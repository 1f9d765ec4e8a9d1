//! Resource accounting: sizing rules plus the conditional apply/return
//! operations against the shared capacity pool.
//!
//! Job-level grants move capacity between the engine pool and the job's
//! quota; task-level grants move capacity between the job's quota and the
//! task. The backend performs each move as one linearizable conditional
//! update, so a failed apply mutates nothing and a duplicate return cannot
//! over-credit the pool.

use std::sync::Arc;

use serde::{Deserialize, Serialize};
use tracing::{debug, info, warn};

use crate::backends::{JobKey, StateBackend, StoreResult, TaskKey};
use crate::dag::JobConf;

/// Cores/memory pair requested by a job or task.
#[derive(Debug, Clone, Copy, PartialEq, Eq, Serialize, Deserialize)]
pub struct ResourceSpec {
    pub cores: i64,
    pub memory: i64,
}

impl ResourceSpec {
    pub const ZERO: ResourceSpec = ResourceSpec { cores: 0, memory: 0 };
}

/// Deployment-level sizing defaults and exemptions.
#[derive(Debug, Clone)]
pub struct ResourceSettings {
    pub engine_type: String,
    pub engine_name: String,
    /// Cores granted per task slot when the job conf does not say.
    pub task_cores: i64,
    pub task_memory: i64,
    /// Compute nodes backing the engine; per-slot cores scale with it.
    pub nodes: i64,
    /// Task slots a job's quota is sized for when the conf does not say.
    pub task_parallelism: i64,
    /// Roles that always request zero capacity (e.g. coordination-only
    /// roles with no local computation).
    pub exempt_roles: Vec<String>,
}

impl Default for ResourceSettings {
    fn default() -> Self {
        Self {
            engine_type: "compute".into(),
            engine_name: "standalone".into(),
            task_cores: 4,
            task_memory: 0,
            nodes: 1,
            task_parallelism: 1,
            exempt_roles: Vec::new(),
        }
    }
}

pub struct ResourceManager {
    backend: Arc<dyn StateBackend>,
    settings: ResourceSettings,
}

impl ResourceManager {
    pub fn new(backend: Arc<dyn StateBackend>, settings: ResourceSettings) -> Self {
        Self { backend, settings }
    }

    pub fn settings(&self) -> &ResourceSettings {
        &self.settings
    }

    /// Capacity one task attempt requests on `role`.
    pub fn task_quota(&self, conf: &JobConf, role: &str) -> ResourceSpec {
        if self.is_exempt(role) {
            return ResourceSpec::ZERO;
        }
        let per_node = conf.task_cores.unwrap_or(self.settings.task_cores);
        ResourceSpec {
            cores: per_node * self.settings.nodes,
            memory: conf.task_memory.unwrap_or(self.settings.task_memory),
        }
    }

    /// Capacity a whole job reserves on `role`: the task quota times the
    /// configured parallelism.
    pub fn job_quota(&self, conf: &JobConf, role: &str) -> ResourceSpec {
        if self.is_exempt(role) {
            return ResourceSpec::ZERO;
        }
        let task = self.task_quota(conf, role);
        let parallelism = conf
            .task_parallelism
            .unwrap_or(self.settings.task_parallelism)
            .max(1);
        ResourceSpec {
            cores: task.cores * parallelism,
            memory: task.memory * parallelism,
        }
    }

    fn is_exempt(&self, role: &str) -> bool {
        self.settings.exempt_roles.iter().any(|r| r == role)
    }

    pub async fn apply_job(&self, key: &JobKey) -> StoreResult<bool> {
        let applied = self.backend.apply_job_resource(key).await?;
        if applied {
            info!(job = %key, "job resource applied");
        } else {
            debug!(job = %key, "job resource apply rejected");
        }
        Ok(applied)
    }

    pub async fn return_job(&self, key: &JobKey) -> StoreResult<bool> {
        let returned = self.backend.return_job_resource(key).await?;
        if returned {
            info!(job = %key, "job resource returned");
        } else {
            debug!(job = %key, "job resource return was a no-op");
        }
        Ok(returned)
    }

    pub async fn apply_task(&self, key: &TaskKey) -> StoreResult<bool> {
        let applied = self.backend.apply_task_resource(key).await?;
        if !applied {
            debug!(task = %key, "task resource apply rejected");
        }
        Ok(applied)
    }

    pub async fn return_task(&self, key: &TaskKey) -> StoreResult<bool> {
        let returned = self.backend.return_task_resource(key).await?;
        if !returned {
            warn!(task = %key, "task resource return was a no-op");
        }
        Ok(returned)
    }
}
//! One scheduling pass over a job's tasks.
//!
//! The pass collects per-party task statuses, folds them into federated
//! aggregates, persists and re-broadcasts changes, queues automatic reruns,
//! and dispatches every waiting task whose producers have all succeeded —
//! stopping at the first resource rejection so a contended pool simply
//! defers to the next tick.

use std::collections::BTreeMap;
use std::sync::Arc;

use chrono::{Duration, Utc};
use tracing::{debug, info, warn};

use crate::backends::{ScheduleJob, ScheduleTaskStatus, StateBackend, StoreError};
use crate::dag::SyncKind;
use crate::federation::{Command, FederatedCoordinator};
use crate::graph::{GraphError, TaskGraph};
use crate::parser::ParseError;
use crate::status::{fold_party_statuses, SchedulingStatus, TaskStatus};

#[derive(Debug, thiserror::Error)]
pub enum SchedulingError {
    #[error(transparent)]
    Store(#[from] StoreError),
    #[error(transparent)]
    Graph(#[from] GraphError),
    #[error(transparent)]
    Parse(#[from] ParseError),
}

/// What one pass observed and did.
#[derive(Debug, Default)]
pub struct TaskSchedulingOutcome {
    /// A task advanced this pass, or a ready task was deferred only by
    /// resource backpressure. Distinguishes "nothing runnable yet" from
    /// "nothing will ever run".
    pub have_next: bool,
    /// A task settled into an interrupt status with no rerun budget left.
    pub interrupted: bool,
    /// Aggregate status per task after the pass.
    pub statuses: Vec<TaskStatus>,
}

pub struct TaskScheduler {
    backend: Arc<dyn StateBackend>,
    coordinator: Arc<FederatedCoordinator>,
    /// End statuses eligible for automatic rerun.
    auto_rerun_statuses: Vec<TaskStatus>,
}

impl TaskScheduler {
    pub fn new(
        backend: Arc<dyn StateBackend>,
        coordinator: Arc<FederatedCoordinator>,
        auto_rerun_statuses: Vec<TaskStatus>,
    ) -> Self {
        Self {
            backend,
            coordinator,
            auto_rerun_statuses,
        }
    }

    pub async fn schedule(
        &self,
        job: &ScheduleJob,
        graph: &TaskGraph,
        canceled: bool,
    ) -> Result<TaskSchedulingOutcome, SchedulingError> {
        let job_id = job.job_id.as_str();
        let mut rows: BTreeMap<String, ScheduleTaskStatus> = self
            .backend
            .schedule_task_statuses(job_id)
            .await?
            .into_iter()
            .map(|row| (row.task_id.clone(), row))
            .collect();

        let mut outcome = TaskSchedulingOutcome::default();

        // Refresh every unsettled aggregate from the parties.
        let task_ids: Vec<String> = rows.keys().cloned().collect();
        for task_id in &task_ids {
            let row = rows.get(task_id).expect("row present").clone();
            if row.status.is_terminal() {
                continue;
            }
            let Some(federated) = self.federated_status(job_id, &row, graph).await? else {
                continue;
            };
            if federated != row.status {
                let landed = self
                    .backend
                    .update_schedule_task_status(
                        job_id,
                        task_id,
                        row.task_version,
                        row.status,
                        federated,
                    )
                    .await?;
                if landed {
                    info!(
                        job_id,
                        task_id,
                        from = %row.status,
                        to = %federated,
                        "federated task status changed"
                    );
                    let parties = graph.parties_of(task_id)?;
                    self.coordinator
                        .broadcast(
                            parties,
                            &Command::TaskStatusSync {
                                job_id: job_id.to_string(),
                                task_id: task_id.clone(),
                                task_version: row.task_version,
                                status: federated,
                            },
                        )
                        .await;
                    rows.get_mut(task_id).expect("row present").status = federated;
                }
            }

            let current = rows.get(task_id).expect("row present").clone();
            if current.status.is_terminal() && self.auto_rerun_statuses.contains(&current.status) {
                if self.rerun_task(job_id, &current, graph, true).await? {
                    rows.get_mut(task_id).expect("row present").status = TaskStatus::Waiting;
                    rows.get_mut(task_id).expect("row present").task_version =
                        current.task_version + 1;
                    outcome.have_next = true;
                    continue;
                }
            }
            if rows[task_id].status.is_interrupt() {
                outcome.interrupted = true;
            }
        }

        // Dispatch waiting tasks in topological order unless the job is
        // interrupted or being canceled.
        if !outcome.interrupted && !canceled {
            let retry_delay = job
                .dag
                .conf
                .auto_retry_delay_ms
                .map(Duration::milliseconds)
                .unwrap_or_else(Duration::zero);
            for task_id in graph.global_topological_order()? {
                let Some(row) = rows.get(&task_id) else {
                    continue;
                };
                if row.status != TaskStatus::Waiting {
                    continue;
                }
                let deps = graph.dependent_tasks(&task_id)?;
                let ready = deps.iter().all(|dep| {
                    rows.get(dep)
                        .map(|dep_row| dep_row.status.normalized() == TaskStatus::Success)
                        .unwrap_or(false)
                });
                if !ready {
                    continue;
                }
                // Rerun attempts honor the configured delay.
                if row.task_version > 0 && row.updated_at + retry_delay > Utc::now() {
                    outcome.have_next = true;
                    continue;
                }
                match self.start_task(job_id, row, graph).await? {
                    StartResult::Started => {
                        rows.get_mut(&task_id).expect("row present").status =
                            TaskStatus::Running;
                        outcome.have_next = true;
                    }
                    StartResult::NoResource => {
                        // Backpressure: the pool is full, not broken. Leave
                        // the rest of the queue for the next tick.
                        debug!(job_id, task_id = %task_id, "no resource, deferring to next tick");
                        outcome.have_next = true;
                        break;
                    }
                    StartResult::Failed => {
                        rows.get_mut(&task_id).expect("row present").status =
                            TaskStatus::Failed;
                        break;
                    }
                }
            }
        }

        outcome.statuses = rows.values().map(|row| row.status).collect();
        Ok(outcome)
    }

    /// Current federated status of one task, from callback reports or an
    /// active collect, folded across parties. `None` when nothing has been
    /// observed yet.
    async fn federated_status(
        &self,
        job_id: &str,
        row: &ScheduleTaskStatus,
        graph: &TaskGraph,
    ) -> Result<Option<TaskStatus>, SchedulingError> {
        let parties = graph.parties_of(&row.task_id)?;
        let statuses: Vec<TaskStatus> = match row.sync_type {
            SyncKind::Callback => {
                let reports = self
                    .backend
                    .task_reports(job_id, &row.task_id, row.task_version)
                    .await?;
                if reports.is_empty() {
                    return Ok(None);
                }
                // A party that has not reported yet holds the fold at
                // Running; a partial set must never look settled.
                parties
                    .iter()
                    .map(|addr| {
                        reports
                            .iter()
                            .find(|report| {
                                report.role == addr.role && report.party_id == addr.party_id
                            })
                            .map(|report| report.party_status)
                            .unwrap_or(TaskStatus::Running)
                    })
                    .collect()
            }
            SyncKind::Poll => {
                let outcome = self
                    .coordinator
                    .broadcast(
                        parties,
                        &Command::TaskCollect {
                            job_id: job_id.to_string(),
                            task_id: row.task_id.clone(),
                            task_version: row.task_version,
                        },
                    )
                    .await;
                outcome
                    .replies
                    .iter()
                    .map(|(_, reply)| {
                        reply.data["party_status"]
                            .as_str()
                            .and_then(|s| s.parse().ok())
                            // An unreachable party holds the fold at
                            // Running rather than inventing an end status.
                            .unwrap_or(TaskStatus::Running)
                    })
                    .collect()
            }
        };
        if statuses.is_empty() {
            return Ok(None);
        }
        Ok(fold_party_statuses(&statuses))
    }

    /// Queue a fresh attempt of an ended task. Returns whether the new
    /// version was created and the aggregate reset.
    pub async fn rerun_task(
        &self,
        job_id: &str,
        row: &ScheduleTaskStatus,
        graph: &TaskGraph,
        spend_retry: bool,
    ) -> Result<bool, SchedulingError> {
        if spend_retry && row.auto_retries <= 0 {
            return Ok(false);
        }
        let parties = graph.parties_of(&row.task_id)?;
        let new_version = row.task_version + 1;

        // Tell the old attempt to stop; it may still be running on parties
        // that reported late.
        self.coordinator
            .broadcast(
                parties,
                &Command::TaskStop {
                    job_id: job_id.to_string(),
                    task_id: row.task_id.clone(),
                    task_version: row.task_version,
                    stop_status: TaskStatus::Canceled,
                },
            )
            .await;

        let created = self
            .coordinator
            .broadcast(
                parties,
                &Command::TaskCreate {
                    job_id: job_id.to_string(),
                    task_id: row.task_id.clone(),
                    task_version: new_version,
                },
            )
            .await;
        if !created.is_success() {
            warn!(
                job_id,
                task_id = %row.task_id,
                new_version,
                code = %created.code,
                "task rerun creation failed"
            );
            return Ok(false);
        }
        let reset = self
            .backend
            .reset_schedule_task(job_id, &row.task_id, new_version, spend_retry)
            .await?;
        if reset {
            info!(
                job_id,
                task_id = %row.task_id,
                new_version,
                spend_retry,
                "task queued for rerun"
            );
        }
        Ok(reset)
    }

    async fn start_task(
        &self,
        job_id: &str,
        row: &ScheduleTaskStatus,
        graph: &TaskGraph,
    ) -> Result<StartResult, SchedulingError> {
        let parties = graph.parties_of(&row.task_id)?;

        let saga = self
            .coordinator
            .apply_task_resource(parties, job_id, &row.task_id, row.task_version)
            .await;
        if !saga.outcome.is_success() {
            return Ok(StartResult::NoResource);
        }

        let start = self
            .coordinator
            .broadcast(
                parties,
                &Command::TaskStart {
                    job_id: job_id.to_string(),
                    task_id: row.task_id.clone(),
                    task_version: row.task_version,
                },
            )
            .await;
        if !start.is_success() {
            warn!(
                job_id,
                task_id = %row.task_id,
                code = %start.code,
                "task start broadcast failed"
            );
            // Free what the apply reserved, then record the failure.
            self.coordinator
                .broadcast(
                    parties,
                    &Command::TaskResourceReturn {
                        job_id: job_id.to_string(),
                        task_id: row.task_id.clone(),
                        task_version: row.task_version,
                    },
                )
                .await;
            let landed = self
                .backend
                .update_schedule_task_status(
                    job_id,
                    &row.task_id,
                    row.task_version,
                    row.status,
                    TaskStatus::Failed,
                )
                .await?;
            if landed {
                self.coordinator
                    .broadcast(
                        parties,
                        &Command::TaskStatusSync {
                            job_id: job_id.to_string(),
                            task_id: row.task_id.clone(),
                            task_version: row.task_version,
                            status: TaskStatus::Failed,
                        },
                    )
                    .await;
            }
            return Ok(StartResult::Failed);
        }

        let landed = self
            .backend
            .update_schedule_task_status(
                job_id,
                &row.task_id,
                row.task_version,
                row.status,
                TaskStatus::Running,
            )
            .await?;
        if landed {
            info!(job_id, task_id = %row.task_id, version = row.task_version, "task dispatched");
        }
        Ok(StartResult::Started)
    }
}

enum StartResult {
    Started,
    NoResource,
    Failed,
}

## Task goal
Copy all lines of the listing above that contain the string "grants".

## Solved problem
//! Job-level grants move capacity between the engine pool and the job's
//! quota; task-level grants move capacity between the job's quota and the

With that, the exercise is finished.